Friday, January 8, 2016

A Grain of Truth

In A Grain of Truth Borys Lankosz uses the conventions of the film noir to anatomize the current resurgence of antisemitism in Europe, in particular the legend that Jews use Christian blood, especially children’s, to make matzoh. 
Detective Teo is the classic noir loner, a disenchanted man, divorced, cut off from his daughter, sent down from Warsaw to solve a murder in the provinces. He’s so insensitive to the climate that he innocently refers to the sidelocks of the possible killer, immediately triggering the appreciation of the quietly antisemitic citizens. His detachment drives off his local girlfriend. 
The film smacks of the Noir shadows and the underground but also deploys the fantastical imagery of classical antisemitism. The title footage of surreal bloodletting, supported by the antisemitic old religious paintings, a Jewish caricature puppet and an apparent Orthodox phantom segues into the realism of the murder case. 
The actual killer turns out to be Teo’s first suspect. But the killer’s careful use of Jewish slaughtering techniques and instruments throws the prosecutor off track. He leaves his sense of a crime of passion for the apparent crime of bile. The killer mobilizes antisemitic legend and history to scapegoat the Jewish investigator, who seems out to avenge the loss of his family to the local Nazis. 
Teo gets his second thought when he remembers the the rabble-rouser who claimed there is always a grain of truth to legends like the Jewish blood libel. Teo remembers that there is no grain of truth to that, so he rethinks the case. He remembers that it was he who — upon only a brief meeting — identified the dead woman’s husband as the second corpse and he remembers the missing hobo. 
  The deep tunnel setting, with its hellish hounds and explosion, is an image of the West’s subconscious, in which the old hatred of the Jews roils again — without a grain of truth. The bloody painting in the church is covered by a portrait of the Pope — not eradicated. 

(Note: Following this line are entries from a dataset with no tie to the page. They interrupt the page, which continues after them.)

use crate::{
    compose::cached::{ComposeStats, HistoryCache, compose_cached},
    compose::full::compose_full,
    compose::parallel::{ComposeThreading, Workers},
    compose::region::{compose_all_regions, compose_bounded_select},
    foundation::core::{BoundingBox, PixelBuffer, Shape},
    foundation::error::{StackError, StackResult},
    overlay::bounds::draw_boxes_with,
    stack::stack::LayerStack,
};

/// Which flatten routine [`Compositor::compose`] runs. All produce the same topmost-wins
/// result for the layers they consider; they differ in cost.
#[derive(Clone, Copy, Debug, PartialEq, Eq, serde::Serialize, serde::Deserialize)]
#[serde(rename_all = "snake_case")]
pub enum ComposeStrategy {
    /// Scan every visible layer for every sample.
    Full,
    /// Reuse the compositor's history cache; cost tracks what changed since the last call.
    Cached,
    /// Merge each visible overlay only inside its bounding box.
    Regions,
    /// Base plus a single layer's box (`None` or `Some(0)` yields the base).
    BoundedSelect(Option<usize>),
}

/// Compositor configuration.
#[derive(Clone, Debug, Default, PartialEq, Eq, serde::Serialize, serde::Deserialize)]
#[serde(default)]
pub struct CompositorOpts {
    /// Worker pool and chunking.
    pub threading: ComposeThreading,
}

/// Flattens a [`LayerStack`] into a single [`PixelBuffer`].
///
/// Owns the worker pool and the [`HistoryCache`] used by [`ComposeStrategy::Cached`]. The
/// cache is sized at construction for one stack shape.
pub struct Compositor {
    shape: Shape,
    workers: Workers,
    history: HistoryCache,
    last_stats: ComposeStats,
}

impl Compositor {
    /// Compositor for stacks of `shape`.
    pub fn new(shape: Shape, opts: CompositorOpts) -> StackResult<Self> {
        Ok(Self {
            shape,
            workers: Workers::new(&opts.threading)?,
            history: HistoryCache::new(shape)?,
            last_stats: ComposeStats::default(),
        })
    }

    /// Compositor sized for `stack`.
    pub fn for_stack(stack: &LayerStack, opts: CompositorOpts) -> StackResult<Self> {
        Self::new(stack.shape(), opts)
    }

    /// Shape this compositor was built for.
    pub fn shape(&self) -> Shape {
        self.shape
    }

    /// Run `strategy` over `stack`.
    #[tracing::instrument(skip(self, stack), fields(layers = stack.layer_count()))]
    pub fn compose(
        &mut self,
        stack: &LayerStack,
        strategy: ComposeStrategy,
    ) -> StackResult<PixelBuffer> {
        self.check_shape(stack)?;
        match strategy {
            ComposeStrategy::Full => Ok(compose_full(stack, &self.workers)),
            ComposeStrategy::Cached => self.compose_cached(stack),
            ComposeStrategy::Regions => compose_all_regions(stack, stack.visibility(), &self.workers),
            ComposeStrategy::BoundedSelect(target) => {
                compose_bounded_select(stack, target, &self.workers)
            }
        }
    }

    /// Exhaustive topmost-wins flatten of every visible layer.
    pub fn compose_full(&self, stack: &LayerStack) -> StackResult<PixelBuffer> {
        self.check_shape(stack)?;
        Ok(compose_full(stack, &self.workers))
    }

    /// Cached flatten using the compositor's own history cache.
    pub fn compose_cached(&mut self, stack: &LayerStack) -> StackResult<PixelBuffer> {
        self.check_shape(stack)?;
        let (out, stats) = compose_cached(stack, &mut self.history, &self.workers)?;
        tracing::trace!(
            changed_hits = stats.changed_hits,
            cached_hits = stats.cached_hits,
            rescans = stats.rescans,
            "cached composite"
        );
        self.last_stats = stats;
        Ok(out)
    }

    /// Cached flatten against a caller-owned cache.
    pub fn compose_cached_with(
        &self,
        stack: &LayerStack,
        history: &mut HistoryCache,
    ) -> StackResult<(PixelBuffer, ComposeStats)> {
        self.check_shape(stack)?;
        compose_cached(stack, history, &self.workers)
    }

    /// Base with only layer `target`'s bounding box merged on top.
    pub fn compose_bounded_select(
        &self,
        stack: &LayerStack,
        target: Option<usize>,
    ) -> StackResult<PixelBuffer> {
        self.check_shape(stack)?;
        compose_bounded_select(stack, target, &self.workers)
    }

    /// Region-scoped flatten honouring an explicit visibility vector.
    pub fn compose_all_regions(
        &self,
        stack: &LayerStack,
        visible: &[bool],
    ) -> StackResult<PixelBuffer> {
        self.check_shape(stack)?;
        compose_all_regions(stack, visible, &self.workers)
    }

    /// Stroke hollow rectangles around `boxes`, using the compositor's workers.
    pub fn draw_boxes(
        &self,
        buffer: &mut PixelBuffer,
        boxes: &[BoundingBox],
        color: &[u8],
        thickness: usize,
    ) -> StackResult<()> {
        draw_boxes_with(&self.workers, buffer, boxes, color, thickness)
    }

    /// History cache used by [`ComposeStrategy::Cached`].
    pub fn history(&self) -> &HistoryCache {
        &self.history
    }

    /// Counters from the most recent [`Compositor::compose_cached`] call.
    pub fn last_cached_stats(&self) -> ComposeStats {
        self.last_stats
    }

    fn check_shape(&self, stack: &LayerStack) -> StackResult<()> {
        if stack.shape() != self.shape {
            return Err(StackError::shape(format!(
                "compositor built for {}, stack is {}",
                self.shape,
                stack.shape()
            )));
        }
        Ok(())
    }
}

#[cfg(test)]
#[path = "../../tests/unit/compose/compositor.rs"]
mod tests;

Lankosz’s point is that antisemitism is not just an evil falsehood in itself, but an instrument to commit further evil. The killer commits his three murders because he knows he can have them blamed on a Jew. While Poland has a long history of antisemitism, the film applies more widely, as antisemitism is resurging throughout Europe and even on North American campuses. The big lie has taken new root and thrives.